=== Section Start ===

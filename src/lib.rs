//! **gridpoint**, keyboard-driven pointer targeting for Wayland.
//!
//! gridpoint covers one output with a grid overlay.  Each keystroke cuts
//! the selected region in half (or pans it), the pointer follows the
//! centre of the selection, and a final keystroke clicks there.  The
//! process exits after the click or on cancel.
//!
//! # Architecture
//!
//! The navigation core knows nothing about Wayland.  It is organised
//! around two traits:
//!
//! * [`traits::Presenter`]: draws the overlay and synthesizes pointer
//!   events, so the [`navigator::Navigator`] can be driven by a recorder in
//!   tests.
//! * [`traits::BufferBackend`]: creates the server side of pooled pixel
//!   buffers, so the [`pool::BufferPool`] reuse policy is testable on
//!   anonymous memory.
//!
//! [`keys`] maps a keysym plus active modifiers to a list of commands.
//! [`capability`] matches registry globals against a sorted descriptor
//! table.  The concrete table, every event handler and the real presenter
//! live in [`wayland`].

pub mod capability;
pub mod command;
pub mod config;
pub mod keys;
pub mod navigator;
pub mod pool;
pub mod render;
pub mod selection;
pub mod traits;
pub mod wayland;
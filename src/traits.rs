//! Core traits that decouple gridpoint from the display server.
//!
//! The [`Navigator`](crate::navigator::Navigator) and the
//! [`BufferPool`](crate::pool::BufferPool) only depend on these
//! abstractions.  The Wayland backend in [`crate::wayland`] implements them
//! for real; the unit tests implement them with recording doubles.

use crate::command::{Button, Direction};
use crate::config::GridConfig;
use crate::pool::BufferId;
use crate::selection::{Extent, Selection};
use memmap2::MmapMut;

/// Everything the navigator drives after a state change: the overlay
/// drawing and the synthetic pointer.
///
/// An implementation might paint into a layer surface and talk to a
/// virtual-pointer device, or it might just record the calls.
pub trait Presenter {
    /// The error type produced when a frame cannot be drawn.
    type Error: std::error::Error + Send + 'static;

    /// Size of the active output in logical pixels, i.e. the coordinate
    /// space of [`move_pointer`](Presenter::move_pointer).
    fn output_extent(&self) -> Extent;

    /// Redraw the whole overlay for `selection`.
    ///
    /// There is no partial redraw: every call paints and commits a full
    /// frame.
    fn render(&mut self, selection: &Selection, grid: &GridConfig) -> Result<(), Self::Error>;

    /// Warp the pointer to `(x, y)` inside `extent`.
    fn move_pointer(&mut self, x: u32, y: u32, extent: Extent);

    /// Hold `button` down at the current pointer position.
    fn press(&mut self, button: Button);

    fn release(&mut self, button: Button);

    /// Scroll one wheel step towards `direction`.
    fn scroll(&mut self, direction: Direction);

    /// Press and release `button` at the current pointer position.
    fn click(&mut self, button: Button) {
        self.press(button);
        self.release(button);
    }
}

/// Geometry of a buffer requested from a [`BufferBackend`].
#[derive(Debug, Clone, Copy, PartialEq, Eq)]
pub struct BufferSpec {
    pub width: u32,
    pub height: u32,
    /// Bytes per row.
    pub stride: u32,
    /// Total bytes, `stride * height`.
    pub size: usize,
}

/// Creates and destroys the server-side half of a pooled buffer.
///
/// # Contract
///
/// * [`create`](BufferBackend::create) returns a handle plus writable
///   storage of exactly `spec.size` bytes shared with the server.
/// * The backend must route the server's release notification for the
///   new buffer back to [`BufferPool::release`](crate::pool::BufferPool::release)
///   with the given `id`.
pub trait BufferBackend {
    /// Server-side buffer object.
    type Handle;
    /// The error type produced when storage cannot be created.
    type Error: std::error::Error + Send + 'static;

    fn create(&mut self, id: BufferId, spec: BufferSpec) -> Result<(Self::Handle, MmapMut), Self::Error>;

    /// Release the server-side object.  The storage has already been
    /// unmapped when this is called.
    fn destroy(&mut self, handle: Self::Handle);
}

=== Section End ===

WHAT TO PRODUCE - The records above must be repeated exactly, in their entirety.

RESPONSE AREA -
filename src/lib.rs
//! **gridpoint**, keyboard-driven pointer targeting for Wayland.
//!
//! gridpoint covers one output with a grid overlay.  Each keystroke cuts
//! the selected region in half (or pans it), the pointer follows the
//! centre of the selection, and a final keystroke clicks there.  The
//! process exits after the click or on cancel.
//!
//! # Architecture
//!
//! The navigation core knows nothing about Wayland.  It is organised
//! around two traits:
//!
//! * [`traits::Presenter`]: draws the overlay and synthesizes pointer
//!   events, so the [`navigator::Navigator`] can be driven by a recorder in
//!   tests.
//! * [`traits::BufferBackend`]: creates the server side of pooled pixel
//!   buffers, so the [`pool::BufferPool`] reuse policy is testable on
//!   anonymous memory.
//!
//! [`keys`] maps a keysym plus active modifiers to a list of commands.
//! [`capability`] matches registry globals against a sorted descriptor
//! table.  The concrete table, every event handler and the real presenter
//! live in [`wayland`].

pub mod capability;
pub mod command;
pub mod config;
pub mod keys;
pub mod navigator;
pub mod pool;
pub mod render;
pub mod selection;
pub mod traits;
pub mod wayland;
filename src/traits.rs
//! Core traits that decouple gridpoint from the display server.
//!
//! The [`Navigator`](crate::navigator::Navigator) and the
//! [`BufferPool`](crate::pool::BufferPool) only depend on these
//! abstractions.  The Wayland backend in [`crate::wayland`] implements them
//! for real; the unit tests implement them with recording doubles.

use crate::command::{Button, Direction};
use crate::config::GridConfig;
use crate::pool::BufferId;
use crate::selection::{Extent, Selection};
use memmap2::MmapMut;

/// Everything the navigator drives after a state change: the overlay
/// drawing and the synthetic pointer.
///
/// An implementation might paint into a layer surface and talk to a
/// virtual-pointer device, or it might just record the calls.
pub trait Presenter {
    /// The error type produced when a frame cannot be drawn.
    type Error: std::error::Error + Send + 'static;

    /// Size of the active output in logical pixels, i.e. the coordinate
    /// space of [`move_pointer`](Presenter::move_pointer).
    fn output_extent(&self) -> Extent;

    /// Redraw the whole overlay for `selection`.
    ///
    /// There is no partial redraw: every call paints and commits a full
    /// frame.
    fn render(&mut self, selection: &Selection, grid: &GridConfig) -> Result<(), Self::Error>;

    /// Warp the pointer to `(x, y)` inside `extent`.
    fn move_pointer(&mut self, x: u32, y: u32, extent: Extent);

    /// Hold `button` down at the current pointer position.
    fn press(&mut self, button: Button);

    fn release(&mut self, button: Button);

    /// Scroll one wheel step towards `direction`.
    fn scroll(&mut self, direction: Direction);

    /// Press and release `button` at the current pointer position.
    fn click(&mut self, button: Button) {
        self.press(button);
        self.release(button);
    }
}

/// Geometry of a buffer requested from a [`BufferBackend`].
#[derive(Debug, Clone, Copy, PartialEq, Eq)]
pub struct BufferSpec {
    pub width: u32,
    pub height: u32,
    /// Bytes per row.
    pub stride: u32,
    /// Total bytes, `stride * height`.
    pub size: usize,
}

/// Creates and destroys the server-side half of a pooled buffer.
///
/// # Contract
///
/// * [`create`](BufferBackend::create) returns a handle plus writable
///   storage of exactly `spec.size` bytes shared with the server.
/// * The backend must route the server's release notification for the
///   new buffer back to [`BufferPool::release`](crate::pool::BufferPool::release)
///   with the given `id`.
pub trait BufferBackend {
    /// Server-side buffer object.
    type Handle;
    /// The error type produced when storage cannot be created.
    type Error: std::error::Error + Send + 'static;

    fn create(&mut self, id: BufferId, spec: BufferSpec) -> Result<(Self::Handle, MmapMut), Self::Error>;

    /// Release the server-side object.  The storage has already been
    /// unmapped when this is called.
    fn destroy(&mut self, handle: Self::Handle);
}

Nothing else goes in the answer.